_Input data_.
'''

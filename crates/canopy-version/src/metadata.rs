//! Commit metadata attached to tracking versions.

use chrono::{DateTime, Utc};
use serde::{Deserialize, Serialize};
use ulid::Ulid;

/// When a version was committed and the unique id it was committed under.
#[derive(Clone, Copy, Debug, PartialEq, Eq, Serialize, Deserialize)]
pub struct CommitMetadata {
    instant: DateTime<Utc>,
    id: Ulid,
}

impl CommitMetadata {
    /// Create metadata from explicit values.
    pub fn new(instant: DateTime<Utc>, id: Ulid) -> Self {
        CommitMetadata { instant, id }
    }

    /// Metadata stamped with the current wall clock and a freshly generated id.
    pub fn now() -> Self {
        CommitMetadata {
            instant: Utc::now(),
            id: Ulid::new(),
        }
    }

    /// The commit timestamp.
    pub fn instant(&self) -> DateTime<Utc> {
        self.instant
    }

    /// The commit id.
    pub fn id(&self) -> Ulid {
        self.id
    }
}

#[cfg(test)]
mod tests {
    use super::*;
    use chrono::TimeZone;

    #[test]
    fn test_metadata_accessors() {
        let instant = Utc.with_ymd_and_hms(2024, 3, 1, 12, 30, 0).unwrap();
        let id = Ulid::from(0x0123_4567_89ab_cdef_u128);
        let meta = CommitMetadata::new(instant, id);

        assert_eq!(meta.instant(), instant);
        assert_eq!(meta.id(), id);
    }

    #[test]
    fn test_now_generates_distinct_ids() {
        let a = CommitMetadata::now();
        let b = CommitMetadata::now();
        assert_ne!(a.id(), b.id());
    }

    #[test]
    fn test_metadata_serialization() {
        let meta = CommitMetadata::now();
        let json = serde_json::to_string(&meta).unwrap();
        let restored: CommitMetadata = serde_json::from_str(&json).unwrap();
        assert_eq!(meta, restored);
    }
}
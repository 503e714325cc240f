//! # canopy-tree
//!
//! Copy-on-write tree nodes for the Canopy store.
//!
//! This crate provides:
//! - [`TreeNode`]: immutable subtree snapshots stamped with an incarnation and
//!   a subtree version
//! - [`MutableTreeNode`]: a single-writer overlay that seals into the cheapest
//!   correct node shape
//! - [`NodeRead`]: the read contract, with default forwarding for decorators
//! - [`TreeNodeFactory`]: configured entry points for wrapping and editing
//! - [`Datum`]: a JSON-like reference payload
//!
//! ## Architecture
//!
//! Readers hold nodes; nodes never change. An edit opens a builder over a
//! container, overlays replaced children, and seals into one of three shapes:
//! 1. `Simple` when nothing was touched
//! 2. `Lazy` when some children are overlaid and the rest come from the payload
//! 3. `Materialized` when every child is overlaid
//!
//! ## Example
//!
//! ```rust
//! use canopy_tree::{Datum, NodeKind, PathArg, TreeNode};
//! use std::sync::Arc;
//!
//! let v0 = TreeNode::<Datum>::initial_version();
//! let root = TreeNode::of(
//!     Arc::new(Datum::keyed([("a", Datum::scalar(1)), ("b", Datum::scalar(2))])),
//!     v0.clone(),
//! );
//!
//! let v1 = v0.next();
//! let key = PathArg::name("a");
//! let child = TreeNode::of(Arc::new(Datum::scalar(10)), v1.clone());
//!
//! let mut builder = root.open_mutable(v1.clone()).unwrap();
//! builder.put(key.clone(), child.clone());
//! builder.set_data(Arc::new(root.data().with_child(&key, child.data().clone())));
//! let edited = builder.seal();
//!
//! assert_eq!(edited.kind(), NodeKind::Lazy);
//! assert_eq!(edited.incarnation(), &v0);
//! assert_eq!(edited.subtree_version(), &v1);
//! assert_eq!(root.subtree_version(), &v0);
//! ```

mod config;
mod container;
mod data;
mod datum;
mod error;
mod factory;
mod forwarding;
mod mutable;
mod node;
mod overlay;
mod value;

pub use config::{TreeConfig, DEFAULT_INLINE_OVERLAY_LIMIT};
pub use data::{Capability, NodeData};
pub use datum::{Datum, PathArg};
pub use error::{Result, TreeError};
pub use factory::TreeNodeFactory;
pub use forwarding::{ConstrainedNode, NodeRead};
pub use mutable::MutableTreeNode;
pub use node::{NodeKind, TreeNode};

pub use canopy_version::{CommitMetadata, CommitState, Version, VersionError};
//! Error types for the versioning layer.

use crate::version::CommitState;
use thiserror::Error;

/// Errors raised by the version commit protocol.
///
/// Every variant is a contract violation by the caller. None of them is
/// retried locally; they propagate to the layer that drives the commit.
#[derive(Error, Debug, Clone, PartialEq, Eq)]
pub enum VersionError {
    #[error("Commit state mismatch: expected {expected:?}, found {actual:?}")]
    StateMismatch {
        expected: CommitState,
        actual: CommitState,
    },

    #[error("Commit metadata read before commit (state: {0:?})")]
    NotCommitted(CommitState),

    #[error("Plain versions carry no commit metadata")]
    NotTracking,

    #[error("Invalid commit timestamp: {seconds}s + {nanos}ns")]
    InvalidTimestamp { seconds: i64, nanos: u32 },
}

pub type Result<T> = std::result::Result<T, VersionError>;
use stress_test::{run_stress_test, StressConfig};
use tracing_subscriber::EnvFilter;

fn main() -> std::io::Result<()> {
    tracing_subscriber::fmt()
        .with_env_filter(
            EnvFilter::try_from_default_env().unwrap_or_else(|_| EnvFilter::new("info")),
        )
        .init();

    let config = match std::env::args().nth(1) {
        Some(path) => StressConfig::from_file(&path)?,
        None => StressConfig::default(),
    };

    let rt = tokio::runtime::Runtime::new()?;
    let stats = rt
        .block_on(run_stress_test(config))
        .map_err(|e| std::io::Error::new(std::io::ErrorKind::Other, e))?;
    stats.print();

    if stats.isolation_violations > 0 || stats.uncommitted_snapshots > 0 {
        println!("\n✗ Snapshot isolation violated!");
        std::process::exit(1);
    }
    println!("\n✓ Stress test completed successfully!");
    Ok(())
}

'''

_What you have to do_. Reproduce all records exactly, without omissions.

_Answer box_.
filename crates/canopy-version/src/metadata.rs
//! Commit metadata attached to tracking versions.

use chrono::{DateTime, Utc};
use serde::{Deserialize, Serialize};
use ulid::Ulid;

/// When a version was committed and the unique id it was committed under.
#[derive(Clone, Copy, Debug, PartialEq, Eq, Serialize, Deserialize)]
pub struct CommitMetadata {
    instant: DateTime<Utc>,
    id: Ulid,
}

impl CommitMetadata {
    /// Create metadata from explicit values.
    pub fn new(instant: DateTime<Utc>, id: Ulid) -> Self {
        CommitMetadata { instant, id }
    }

    /// Metadata stamped with the current wall clock and a freshly generated id.
    pub fn now() -> Self {
        CommitMetadata {
            instant: Utc::now(),
            id: Ulid::new(),
        }
    }

    /// The commit timestamp.
    pub fn instant(&self) -> DateTime<Utc> {
        self.instant
    }

    /// The commit id.
    pub fn id(&self) -> Ulid {
        self.id
    }
}

#[cfg(test)]
mod tests {
    use super::*;
    use chrono::TimeZone;

    #[test]
    fn test_metadata_accessors() {
        let instant = Utc.with_ymd_and_hms(2024, 3, 1, 12, 30, 0).unwrap();
        let id = Ulid::from(0x0123_4567_89ab_cdef_u128);
        let meta = CommitMetadata::new(instant, id);

        assert_eq!(meta.instant(), instant);
        assert_eq!(meta.id(), id);
    }

    #[test]
    fn test_now_generates_distinct_ids() {
        let a = CommitMetadata::now();
        let b = CommitMetadata::now();
        assert_ne!(a.id(), b.id());
    }

    #[test]
    fn test_metadata_serialization() {
        let meta = CommitMetadata::now();
        let json = serde_json::to_string(&meta).unwrap();
        let restored: CommitMetadata = serde_json::from_str(&json).unwrap();
        assert_eq!(meta, restored);
    }
}
repository 503e714325cc240f
//! # canopy-tree
//!
//! Copy-on-write tree nodes for the Canopy store.
//!
//! This crate provides:
//! - [`TreeNode`]: immutable subtree snapshots stamped with an incarnation and
//!   a subtree version
//! - [`MutableTreeNode`]: a single-writer overlay that seals into the cheapest
//!   correct node shape
//! - [`NodeRead`]: the read contract, with default forwarding for decorators
//! - [`TreeNodeFactory`]: configured entry points for wrapping and editing
//! - [`Datum`]: a JSON-like reference payload
//!
//! ## Architecture
//!
//! Readers hold nodes; nodes never change. An edit opens a builder over a
//! container, overlays replaced children, and seals into one of three shapes:
//! 1. `Simple` when nothing was touched
//! 2. `Lazy` when some children are overlaid and the rest come from the payload
//! 3. `Materialized` when every child is overlaid
//!
//! ## Example
//!
//! ```rust
//! use canopy_tree::{Datum, NodeKind, PathArg, TreeNode};
//! use std::sync::Arc;
//!
//! let v0 = TreeNode::<Datum>::initial_version();
//! let root = TreeNode::of(
//!     Arc::new(Datum::keyed([("a", Datum::scalar(1)), ("b", Datum::scalar(2))])),
//!     v0.clone(),
//! );
//!
//! let v1 = v0.next();
//! let key = PathArg::name("a");
//! let child = TreeNode::of(Arc::new(Datum::scalar(10)), v1.clone());
//!
//! let mut builder = root.open_mutable(v1.clone()).unwrap();
//! builder.put(key.clone(), child.clone());
//! builder.set_data(Arc::new(root.data().with_child(&key, child.data().clone())));
//! let edited = builder.seal();
//!
//! assert_eq!(edited.kind(), NodeKind::Lazy);
//! assert_eq!(edited.incarnation(), &v0);
//! assert_eq!(edited.subtree_version(), &v1);
//! assert_eq!(root.subtree_version(), &v0);
//! ```

mod config;
mod container;
mod data;
mod datum;
mod error;
mod factory;
mod forwarding;
mod mutable;
mod node;
mod overlay;
mod value;

pub use config::{TreeConfig, DEFAULT_INLINE_OVERLAY_LIMIT};
pub use data::{Capability, NodeData};
pub use datum::{Datum, PathArg};
pub use error::{Result, TreeError};
pub use factory::TreeNodeFactory;
pub use forwarding::{ConstrainedNode, NodeRead};
pub use mutable::MutableTreeNode;
pub use node::{NodeKind, TreeNode};

pub use canopy_version::{CommitMetadata, CommitState, Version, VersionError};
//! Error types for the versioning layer.

use crate::version::CommitState;
use thiserror::Error;

/// Errors raised by the version commit protocol.
///
/// Every variant is a contract violation by the caller. None of them is
/// retried locally; they propagate to the layer that drives the commit.
#[derive(Error, Debug, Clone, PartialEq, Eq)]
pub enum VersionError {
    #[error("Commit state mismatch: expected {expected:?}, found {actual:?}")]
    StateMismatch {
        expected: CommitState,
        actual: CommitState,
    },

    #[error("Commit metadata read before commit (state: {0:?})")]
    NotCommitted(CommitState),

    #[error("Plain versions carry no commit metadata")]
    NotTracking,

    #[error("Invalid commit timestamp: {seconds}s + {nanos}ns")]
    InvalidTimestamp { seconds: i64, nanos: u32 },
}

pub type Result<T> = std::result::Result<T, VersionError>;
use stress_test::{run_stress_test, StressConfig};
use tracing_subscriber::EnvFilter;

fn main() -> std::io::Result<()> {
    tracing_subscriber::fmt()
        .with_env_filter(
            EnvFilter::try_from_default_env().unwrap_or_else(|_| EnvFilter::new("info")),
        )
        .init();

    let config = match std::env::args().nth(1) {
        Some(path) => StressConfig::from_file(&path)?,
        None => StressConfig::default(),
    };

    let rt = tokio::runtime::Runtime::new()?;
    let stats = rt
        .block_on(run_stress_test(config))
        .map_err(|e| std::io::Error::new(std::io::ErrorKind::Other, e))?;
    stats.print();

    if stats.isolation_violations > 0 || stats.uncommitted_snapshots > 0 {
        println!("\n✗ Snapshot isolation violated!");
        std::process::exit(1);
    }
    println!("\n✓ Stress test completed successfully!");
    Ok(())
}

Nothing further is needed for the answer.